RECORDS FOR THIS EXERCISE:
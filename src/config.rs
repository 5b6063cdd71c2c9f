//! Session configuration.

use crate::error::{Result, TermError};
use crate::format::MarkerTable;
use std::time::Duration;

/// What the dispatcher does after a fatal protocol violation, once the
/// terminal has been restored.
#[derive(Debug, Clone, Copy, PartialEq, Eq)]
pub enum FatalAction {
    /// Terminate the process with this exit status.
    Exit(i32),
    /// Stop the dispatcher and leave the process running. Every later call
    /// fails with `NotInitialized`.
    Halt,
}

impl Default for FatalAction {
    fn default() -> Self {
        Self::Exit(1)
    }
}

/// Configuration for a [`Session`](crate::Session).
#[derive(Debug, Clone)]
pub struct SessionConfig {
    /// Capacity of the command queue. Producers block when it is full.
    pub queue_capacity: usize,
    /// Maximum bytes accepted by one line read.
    pub read_limit: usize,
    /// How often a blocking read checks whether the session is closing.
    pub input_poll_timeout: Duration,
    /// Reaction to a fatal protocol violation.
    pub fatal_action: FatalAction,
    /// Markers understood by format writers.
    pub markers: MarkerTable,
}

impl Default for SessionConfig {
    fn default() -> Self {
        Self {
            queue_capacity: 64,
            read_limit: 255,
            input_poll_timeout: Duration::from_millis(10),
            fatal_action: FatalAction::default(),
            markers: MarkerTable::default(),
        }
    }
}

impl SessionConfig {
    /// Check the values are usable.
    ///
    /// # Errors
    ///
    /// `InvalidArgument` for a zero queue capacity, read limit or poll timeout.
    pub fn validate(&self) -> Result<()> {
        if self.queue_capacity == 0 {
            return Err(TermError::InvalidArgument("queue capacity must be positive".into()));
        }
        if self.read_limit == 0 {
            return Err(TermError::InvalidArgument("read limit must be positive".into()));
        }
        if self.input_poll_timeout.is_zero() {
            return Err(TermError::InvalidArgument("input poll timeout must be positive".into()));
        }
        Ok(())
    }
}

#[cfg(test)]
mod tests {
    use super::*;

    #[test]
    fn test_default_is_valid() {
        let config = SessionConfig::default();
        assert!(config.validate().is_ok());
        assert_eq!(config.fatal_action, FatalAction::Exit(1));
        assert_eq!(config.read_limit, 255);
    }

    #[test]
    fn test_rejects_zero_capacity() {
        let config = SessionConfig {
            queue_capacity: 0,
            ..SessionConfig::default()
        };
        assert!(matches!(config.validate(), Err(TermError::InvalidArgument(_))));
    }
}
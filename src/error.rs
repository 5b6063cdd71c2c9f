//! Error taxonomy shared by every public operation.

use std::io;
use thiserror::Error;

/// Result alias used throughout the crate.
pub type Result<T> = std::result::Result<T, TermError>;

/// Errors returned by sessions, windows and format writers.
#[derive(Error, Debug)]
pub enum TermError {
    /// The session was never started or has already been torn down.
    #[error("terminal session is not initialized")]
    NotInitialized,

    /// Another session already owns the process terminal.
    #[error("terminal session is already initialized")]
    AlreadyInitialized,

    /// The terminal lacks a requested feature.
    #[error("unsupported terminal capability: {0}")]
    UnsupportedCapability(String),

    /// A named resource (color pair, color, window, panel) does not exist.
    #[error("{kind} \"{name}\" does not exist")]
    NotFound {
        /// What kind of resource was looked up.
        kind: &'static str,
        /// The name that was looked up.
        name: String,
    },

    /// A value was out of range.
    #[error("invalid argument: {0}")]
    InvalidArgument(String),

    /// A fixed-capacity table is full.
    #[error("resource exhausted: {0}")]
    ResourceExhausted(String),

    /// The dispatcher received a command it cannot execute. Fatal.
    #[error("protocol violation: {0}")]
    ProtocolViolation(String),

    /// A blocking read was cancelled because the session shut down.
    #[error("blocking read interrupted by shutdown")]
    Interrupted,

    /// The terminal backend failed while answering a request.
    #[error("terminal I/O error: {0}")]
    Io(#[from] io::Error),
}

impl TermError {
    /// Shorthand for a [`TermError::NotFound`].
    pub fn not_found(kind: &'static str, name: impl Into<String>) -> Self {
        Self::NotFound {
            kind,
            name: name.into(),
        }
    }

    /// Whether this error is the fatal protocol category.
    pub const fn is_fatal(&self) -> bool {
        matches!(self, Self::ProtocolViolation(_))
    }
}

impl From<TermError> for io::Error {
    fn from(err: TermError) -> Self {
        match err {
            TermError::Io(inner) => inner,
            TermError::NotInitialized => Self::new(io::ErrorKind::NotConnected, err),
            // Final, not the retryable `ErrorKind::Interrupted`.
            TermError::Interrupted => Self::new(io::ErrorKind::BrokenPipe, err),
            TermError::NotFound { .. } => Self::new(io::ErrorKind::NotFound, err),
            TermError::InvalidArgument(_) => Self::new(io::ErrorKind::InvalidInput, err),
            other => Self::other(other),
        }
    }
}
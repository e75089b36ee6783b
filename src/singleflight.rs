//! Single-flight duplicate-call suppression.
//!
//! When several threads miss on the same key at once, only the first one
//! should pay for the load; the rest should wait and share its result.
//! [`FlightGroup::run`] implements exactly that window: a call record
//! exists while one execution is in flight, every overlapping caller
//! blocks on that record, and the record is removed once the result has
//! been delivered, so a caller arriving after completion starts a fresh
//! flight of its own.
//!
//! The group never inspects the payload. Results are handed to waiters by
//! clone, which is why `T: Clone`; in the cache engine `T` is a
//! `Result<ByteView, Error>` and cloning is a reference-count bump.
//!
//! The in-flight map lock is held only around map mutation. The thunk
//! itself runs with no lock held, so flights for different keys proceed in
//! parallel, and waiters block on the call record's condition variable
//! rather than on the map lock.
//!
//! Cancellation is not supported: completion of the thunk is awaited
//! unconditionally. Callers needing timeouts must build them into the
//! thunk itself.

use core::fmt;
use hashbrown::HashMap;
use parking_lot::{Condvar, Mutex};
use std::sync::Arc;
use tracing::debug;

/// One in-flight call: a slot for the result and a completion signal.
struct Call<T> {
    result: Mutex<Option<T>>,
    done: Condvar,
}

impl<T: Clone> Call<T> {
    fn new() -> Self {
        Call {
            result: Mutex::new(None),
            done: Condvar::new(),
        }
    }

    /// Blocks until the executing caller has stored a result, then
    /// returns a clone of it.
    fn wait(&self) -> T {
        let mut slot = self.result.lock();
        loop {
            if let Some(value) = slot.as_ref() {
                return value.clone();
            }
            self.done.wait(&mut slot);
        }
    }

    fn complete(&self, value: T) {
        *self.result.lock() = Some(value);
        self.done.notify_all();
    }
}

/// Collapses concurrent calls for the same key into one execution.
///
/// # Examples
///
/// ```
/// use meshcache::FlightGroup;
///
/// let flights: FlightGroup<u32> = FlightGroup::new();
/// let value = flights.run("answer", || 42);
/// assert_eq!(value, 42);
/// ```
pub struct FlightGroup<T> {
    calls: Mutex<HashMap<String, Arc<Call<T>>>>,
}

impl<T: Clone> FlightGroup<T> {
    /// Creates an empty flight group.
    pub fn new() -> Self {
        FlightGroup {
            calls: Mutex::new(HashMap::new()),
        }
    }

    /// Runs `work` for `key`, unless a flight for `key` is already in
    /// progress, in which case the current thread blocks and receives
    /// that flight's result instead.
    ///
    /// For any key, at most one thunk executes at any instant, and every
    /// caller that overlaps an execution observes the same value it
    /// produced. Errors are payload like any other value: they are
    /// delivered to all waiters verbatim and forgotten with the record.
    pub fn run<F>(&self, key: &str, work: F) -> T
    where
        F: FnOnce() -> T,
    {
        let call = {
            let mut calls = self.calls.lock();
            if let Some(existing) = calls.get(key) {
                let existing = Arc::clone(existing);
                drop(calls);
                debug!(key, "joining in-flight call");
                return existing.wait();
            }
            let call = Arc::new(Call::new());
            calls.insert(key.to_owned(), Arc::clone(&call));
            call
        };

        let value = work();
        call.complete(value.clone());
        self.calls.lock().remove(key);
        value
    }

    /// Number of calls currently in flight.
    pub fn in_flight(&self) -> usize {
        self.calls.lock().len()
    }
}

impl<T: Clone> Default for FlightGroup<T> {
    fn default() -> Self {
        FlightGroup::new()
    }
}

impl<T> fmt::Debug for FlightGroup<T> {
    fn fmt(&self, f: &mut fmt::Formatter<'_>) -> fmt::Result {
        f.debug_struct("FlightGroup")
            .field("in_flight", &self.calls.lock().len())
            .finish()
    }
}

#[cfg(test)]
mod tests {
    use super::*;
    use std::sync::atomic::{AtomicUsize, Ordering};
    use std::thread;
    use std::time::Duration;

    #[test]
    fn test_single_caller_executes() {
        let flights: FlightGroup<u32> = FlightGroup::new();
        assert_eq!(flights.run("k", || 7), 7);
        assert_eq!(flights.in_flight(), 0);
    }

    #[test]
    fn test_sequential_calls_each_execute() {
        let flights: FlightGroup<u32> = FlightGroup::new();
        let calls = AtomicUsize::new(0);

        for _ in 0..3 {
            flights.run("k", || {
                calls.fetch_add(1, Ordering::SeqCst);
                0
            });
        }
        assert_eq!(calls.load(Ordering::SeqCst), 3);
    }

    #[test]
    fn test_concurrent_calls_collapse() {
        let flights: Arc<FlightGroup<u64>> = Arc::new(FlightGroup::new());
        let executions = Arc::new(AtomicUsize::new(0));

        let handles: Vec<_> = (0..16)
            .map(|_| {
                let flights = Arc::clone(&flights);
                let executions = Arc::clone(&executions);
                thread::spawn(move || {
                    flights.run("k", || {
                        executions.fetch_add(1, Ordering::SeqCst);
                        thread::sleep(Duration::from_millis(100));
                        99
                    })
                })
            })
            .collect();

        for handle in handles {
            assert_eq!(handle.join().unwrap(), 99);
        }
        assert_eq!(executions.load(Ordering::SeqCst), 1);
        assert_eq!(flights.in_flight(), 0);
    }

    #[test]
    fn test_distinct_keys_run_in_parallel() {
        let flights: Arc<FlightGroup<String>> = Arc::new(FlightGroup::new());

        let handles: Vec<_> = (0..4)
            .map(|i| {
                let flights = Arc::clone(&flights);
                thread::spawn(move || {
                    let key = format!("key-{i}");
                    flights.run(&key, || {
                        thread::sleep(Duration::from_millis(50));
                        key.clone()
                    })
                })
            })
            .collect();

        // If flights serialized across keys this would take ~200ms; allow
        // generous slack and just assert correctness of each result.
        for (i, handle) in handles.into_iter().enumerate() {
            assert_eq!(handle.join().unwrap(), format!("key-{i}"));
        }
    }

    #[test]
    fn test_error_payloads_are_shared() {
        let flights: FlightGroup<Result<u32, String>> = FlightGroup::new();
        let out = flights.run("k", || Err("boom".to_owned()));
        assert_eq!(out, Err("boom".to_owned()));

        // The failed record is gone; the next call runs its own thunk.
        let out = flights.run("k", || Ok(1));
        assert_eq!(out, Ok(1));
    }
}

TASK OBJECTIVE: Restate the data verbatim through the "pub struct SessionConfig" line.

RESULT BELOW:
filename src/config.rs
repository 5b6063cdd71c2c9f
//! Session configuration.

use crate::error::{Result, TermError};
use crate::format::MarkerTable;
use std::time::Duration;

/// What the dispatcher does after a fatal protocol violation, once the
/// terminal has been restored.
#[derive(Debug, Clone, Copy, PartialEq, Eq)]
pub enum FatalAction {
    /// Terminate the process with this exit status.
    Exit(i32),
    /// Stop the dispatcher and leave the process running. Every later call
    /// fails with `NotInitialized`.
    Halt,
}

impl Default for FatalAction {
    fn default() -> Self {
        Self::Exit(1)
    }
}

/// Configuration for a [`Session`](crate::Session).
#[derive(Debug, Clone)]
pub struct SessionConfig {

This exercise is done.